Giovanni, de seu lado, falando da sua atividade profissional, diz que “gostaria de fazer um filme sobre os cinquenta anos de vida de um casal com muitas belas canções italianas. Os dois se conhecem, se amam, brigam, têm filhos, o tempo passa… e muitas canções italianas.” Ainda que o filme desejado não seja tão diferente do que o que ele está fazendo quanto pode parecer, Giovanni acaba concluindo não poder “continuar fazendo um filme a cada cinco anos” e deixa transparecer o grau do seu desajuste ao interromper a filmagem do plano final de outro filme que Paola está produzindo, revoltado com a violência da cena. Para ele, o que está sendo filmado “prejudica o cinema, faz mal às pessoas, ao espírito. Faz mal a você [dirigindo-se ao jovem e entusiasta diretor, interpretado por Giuseppe Scoditti] que a filma e a nós que a assistimos… Todo mundo está sob um feitiço há anos. Todos: diretores, produtores, roteiristas, sob um feitiço. Então, uma manhã, vocês acordarão e, de repente, começarão a chorar porque vão perceber o que fizeram.”

O paroxismo da crise profissional de Giovanni é atingido no antológico encontro com produtores da Netflix, após Pierre (Mathieu Amalric), seu produtor francês, ser preso. O casal de executivos da empresa americana se gaba a cada frase, sempre três vezes seguidas, de seus produtos serem vistos em 190 países; diz ainda que, “infelizmente”, o roteiro de Giovanni “é um slow burner que não explode [leva tempo demais para ganhar interesse]”; e enuncia regras sobre o comportamento do público, além dos requisitos necessários para prender sua atenção: “os espectadores decidem se continuarão a assistir a um filme nos primeiros dois minutos. É preciso chegar antes ao incidente deflagrador que só ocorre no minuto… enquanto o primeiro turning point [ponto de inflexão] acontece tarde demais” etc. O recitativo banal chega ao clímax com a sentença lapidar que encerra a reunião: “De qualquer forma, há um grande problema. Nesse filme falta um momento what the fuck! (mas que p*!)” Estarrecido, Giovanni emudece. Já na rua, caminha ao lado de Paola por algum tempo em silêncio. Só o que afinal lhe ocorre dizer bem alto é what the fuck!, em inglês mesmo.

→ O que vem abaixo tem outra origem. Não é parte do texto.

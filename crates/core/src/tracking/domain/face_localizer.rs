use crate::shared::frame::GrayFrame;
use crate::shared::region::Region;

/// Result of re-localizing one tracked face in a new frame.
#[derive(Clone, Copy, Debug, PartialEq)]
pub struct Localization {
    pub region: Region,
    /// Higher is better; tracks are evicted below a fixed floor.
    pub quality: f64,
}

/// Follows a single face from frame to frame.
pub trait FaceLocalizer: Send {
    fn update(&mut self, frame: &GrayFrame) -> Result<Localization, Box<dyn std::error::Error>>;
}

/// Starts a new localizer locked onto `region` of `frame`.
pub trait LocalizerFactory: Send {
    fn start(&self, frame: &GrayFrame, region: Region) -> Box<dyn FaceLocalizer>;
}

Malgrado as variadas adversidades que Giovanni enfrenta, O Melhor Está Por Vir termina com a renovada expectativa utópica de um futuro radioso. Um suposto rompimento do PCI com a União Soviética é estampado em manchete imaginária do jornal l’Unitá: “Adeus, União Soviética!” A passeata comemorativa liderada pela bandinha do circo percorre uma rua de Roma próxima ao Coliseu. Os personagens do filme e participantes de produções anteriores de Moretti celebram. Além de bandeiras vermelhas, algumas com foice e martelo, uma ampliação fotográfica enorme é carregada pelos manifestantes. À primeira vista, parece ser Leon Trótski, mas há quem assegure que se trata de Antonio Gramsci. Montados em um dos quatro elefantes que participam do desfile, Vera e Ennio se abraçam e beijam. O último plano é de Giovanni sorridente e dando adeus.

No final da sequência anterior, Giovanni pergunta em voz off quem disse que “a história não é feita com ‘se’”. E completa: “Eu, pelo contrário, quero fazer história precisamente com ‘se’.” Daí ele se dar o direito de concluir o filme com uma celebração fictícia seguida de uma legenda fantasiosa: “Desde aquele dia o Partido Comunista Italiano se libertou da hegemonia soviética, realizando na Itália a utopia comunista de Karl Marx e Friedrich Engels, que ainda hoje nos faz tão felizes.”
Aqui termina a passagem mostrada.